> _Exercise goal_
Repeat nothing but the lines below running from the one containing "return Err(BoardError::DuplicateId(id.to_string()));" to the one containing "pub fn remove(&mut". Keep both end lines.

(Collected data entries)
======
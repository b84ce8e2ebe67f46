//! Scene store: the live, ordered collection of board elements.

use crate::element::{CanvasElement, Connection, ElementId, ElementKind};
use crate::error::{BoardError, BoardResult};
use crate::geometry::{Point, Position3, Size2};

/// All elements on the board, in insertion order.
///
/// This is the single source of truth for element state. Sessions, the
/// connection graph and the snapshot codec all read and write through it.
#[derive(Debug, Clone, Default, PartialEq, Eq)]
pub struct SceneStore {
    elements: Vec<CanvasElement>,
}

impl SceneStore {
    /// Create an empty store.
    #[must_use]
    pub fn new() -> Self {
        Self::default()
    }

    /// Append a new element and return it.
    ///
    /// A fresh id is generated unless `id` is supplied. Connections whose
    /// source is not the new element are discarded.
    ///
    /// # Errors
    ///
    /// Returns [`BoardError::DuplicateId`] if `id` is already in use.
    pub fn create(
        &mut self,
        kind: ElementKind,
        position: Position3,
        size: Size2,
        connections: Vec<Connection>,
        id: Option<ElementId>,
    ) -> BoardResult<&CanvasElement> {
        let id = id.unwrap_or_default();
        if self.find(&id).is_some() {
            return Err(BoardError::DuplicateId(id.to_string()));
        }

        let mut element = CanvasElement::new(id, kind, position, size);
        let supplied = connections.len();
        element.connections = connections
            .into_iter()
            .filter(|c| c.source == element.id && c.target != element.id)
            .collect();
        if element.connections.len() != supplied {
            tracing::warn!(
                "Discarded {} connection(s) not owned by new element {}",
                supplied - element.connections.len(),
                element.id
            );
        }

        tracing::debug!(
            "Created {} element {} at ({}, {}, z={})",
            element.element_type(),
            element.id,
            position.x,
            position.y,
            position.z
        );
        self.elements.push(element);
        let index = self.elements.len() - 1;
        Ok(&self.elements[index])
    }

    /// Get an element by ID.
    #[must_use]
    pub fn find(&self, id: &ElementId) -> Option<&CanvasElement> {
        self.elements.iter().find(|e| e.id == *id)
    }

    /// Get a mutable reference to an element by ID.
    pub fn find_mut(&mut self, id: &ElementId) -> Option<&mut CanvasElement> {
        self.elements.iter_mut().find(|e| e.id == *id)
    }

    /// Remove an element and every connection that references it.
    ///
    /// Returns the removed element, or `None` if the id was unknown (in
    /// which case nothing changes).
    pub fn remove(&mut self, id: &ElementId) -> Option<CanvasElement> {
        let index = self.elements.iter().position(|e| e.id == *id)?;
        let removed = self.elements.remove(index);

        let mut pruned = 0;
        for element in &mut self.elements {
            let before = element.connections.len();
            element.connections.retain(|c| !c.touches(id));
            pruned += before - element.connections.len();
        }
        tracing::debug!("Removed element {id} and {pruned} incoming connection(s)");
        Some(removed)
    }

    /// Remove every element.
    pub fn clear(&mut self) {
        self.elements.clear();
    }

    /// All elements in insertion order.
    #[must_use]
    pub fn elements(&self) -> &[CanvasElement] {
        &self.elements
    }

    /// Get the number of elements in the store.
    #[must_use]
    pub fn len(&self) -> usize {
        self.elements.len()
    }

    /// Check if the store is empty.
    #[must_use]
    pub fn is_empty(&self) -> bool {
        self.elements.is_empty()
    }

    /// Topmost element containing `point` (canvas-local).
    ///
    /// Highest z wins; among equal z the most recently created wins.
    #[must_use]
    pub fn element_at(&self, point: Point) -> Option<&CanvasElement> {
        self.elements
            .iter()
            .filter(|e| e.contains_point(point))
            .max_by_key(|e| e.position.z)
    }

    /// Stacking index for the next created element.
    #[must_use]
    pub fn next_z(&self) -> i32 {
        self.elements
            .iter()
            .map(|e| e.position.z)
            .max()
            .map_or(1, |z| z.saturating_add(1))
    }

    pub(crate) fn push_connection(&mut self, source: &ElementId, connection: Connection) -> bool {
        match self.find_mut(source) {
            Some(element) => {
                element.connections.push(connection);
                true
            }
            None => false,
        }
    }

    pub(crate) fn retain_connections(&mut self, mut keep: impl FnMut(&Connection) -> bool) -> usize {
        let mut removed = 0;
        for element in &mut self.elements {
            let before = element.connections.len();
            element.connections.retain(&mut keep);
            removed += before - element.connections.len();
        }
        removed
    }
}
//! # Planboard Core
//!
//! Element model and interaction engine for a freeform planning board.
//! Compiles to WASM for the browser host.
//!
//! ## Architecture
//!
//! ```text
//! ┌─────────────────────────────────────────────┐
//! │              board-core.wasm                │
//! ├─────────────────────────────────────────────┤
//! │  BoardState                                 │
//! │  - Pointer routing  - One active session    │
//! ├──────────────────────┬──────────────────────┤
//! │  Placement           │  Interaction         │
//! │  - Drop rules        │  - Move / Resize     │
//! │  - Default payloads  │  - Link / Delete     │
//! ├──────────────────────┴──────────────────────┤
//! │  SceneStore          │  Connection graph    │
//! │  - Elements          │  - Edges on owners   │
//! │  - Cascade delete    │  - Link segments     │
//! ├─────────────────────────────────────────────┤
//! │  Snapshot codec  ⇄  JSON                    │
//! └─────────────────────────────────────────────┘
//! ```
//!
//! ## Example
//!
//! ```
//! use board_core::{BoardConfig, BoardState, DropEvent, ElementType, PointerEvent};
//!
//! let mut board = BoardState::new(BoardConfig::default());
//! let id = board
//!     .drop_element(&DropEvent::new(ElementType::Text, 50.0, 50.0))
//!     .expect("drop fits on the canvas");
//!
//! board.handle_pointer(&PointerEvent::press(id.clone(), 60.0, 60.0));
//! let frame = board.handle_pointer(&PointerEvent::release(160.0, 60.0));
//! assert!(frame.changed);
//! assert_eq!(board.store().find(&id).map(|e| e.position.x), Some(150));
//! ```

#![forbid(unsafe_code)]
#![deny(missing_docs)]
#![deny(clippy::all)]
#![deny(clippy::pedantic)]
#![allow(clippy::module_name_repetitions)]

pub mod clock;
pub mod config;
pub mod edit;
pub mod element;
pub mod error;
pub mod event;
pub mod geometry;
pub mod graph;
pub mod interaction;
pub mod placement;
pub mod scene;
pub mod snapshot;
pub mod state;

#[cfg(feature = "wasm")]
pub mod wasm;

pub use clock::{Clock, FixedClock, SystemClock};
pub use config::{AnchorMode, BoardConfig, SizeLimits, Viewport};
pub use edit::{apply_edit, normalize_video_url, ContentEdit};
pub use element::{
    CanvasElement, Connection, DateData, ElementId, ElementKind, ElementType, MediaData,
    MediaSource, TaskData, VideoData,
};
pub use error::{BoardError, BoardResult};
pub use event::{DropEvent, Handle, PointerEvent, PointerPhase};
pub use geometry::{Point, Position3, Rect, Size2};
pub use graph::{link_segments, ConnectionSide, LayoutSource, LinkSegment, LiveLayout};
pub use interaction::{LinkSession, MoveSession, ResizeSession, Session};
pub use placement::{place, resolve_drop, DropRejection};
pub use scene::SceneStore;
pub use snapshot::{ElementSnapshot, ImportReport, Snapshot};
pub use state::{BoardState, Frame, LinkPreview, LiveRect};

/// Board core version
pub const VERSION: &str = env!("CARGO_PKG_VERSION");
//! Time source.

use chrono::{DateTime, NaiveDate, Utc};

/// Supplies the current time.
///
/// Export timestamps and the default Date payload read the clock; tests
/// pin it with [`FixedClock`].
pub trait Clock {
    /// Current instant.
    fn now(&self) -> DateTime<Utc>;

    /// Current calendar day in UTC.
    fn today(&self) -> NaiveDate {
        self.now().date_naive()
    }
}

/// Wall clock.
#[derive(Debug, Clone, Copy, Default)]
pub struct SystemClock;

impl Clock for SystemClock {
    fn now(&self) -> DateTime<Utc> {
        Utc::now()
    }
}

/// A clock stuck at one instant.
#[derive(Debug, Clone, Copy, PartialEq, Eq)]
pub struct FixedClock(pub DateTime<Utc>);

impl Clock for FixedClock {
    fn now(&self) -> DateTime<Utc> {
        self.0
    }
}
======
> _Exercise answer_
            return Err(BoardError::DuplicateId(id.to_string()));
        }

        let mut element = CanvasElement::new(id, kind, position, size);
        let supplied = connections.len();
        element.connections = connections
            .into_iter()
            .filter(|c| c.source == element.id && c.target != element.id)
            .collect();
        if element.connections.len() != supplied {
            tracing::warn!(
                "Discarded {} connection(s) not owned by new element {}",
                supplied - element.connections.len(),
                element.id
            );
        }

        tracing::debug!(
            "Created {} element {} at ({}, {}, z={})",
            element.element_type(),
            element.id,
            position.x,
            position.y,
            position.z
        );
        self.elements.push(element);
        let index = self.elements.len() - 1;
        Ok(&self.elements[index])
    }

    /// Get an element by ID.
    #[must_use]
    pub fn find(&self, id: &ElementId) -> Option<&CanvasElement> {
        self.elements.iter().find(|e| e.id == *id)
    }

    /// Get a mutable reference to an element by ID.
    pub fn find_mut(&mut self, id: &ElementId) -> Option<&mut CanvasElement> {
        self.elements.iter_mut().find(|e| e.id == *id)
    }

    /// Remove an element and every connection that references it.
    ///
    /// Returns the removed element, or `None` if the id was unknown (in
    /// which case nothing changes).
    pub fn remove(&mut self, id: &ElementId) -> Option<CanvasElement> {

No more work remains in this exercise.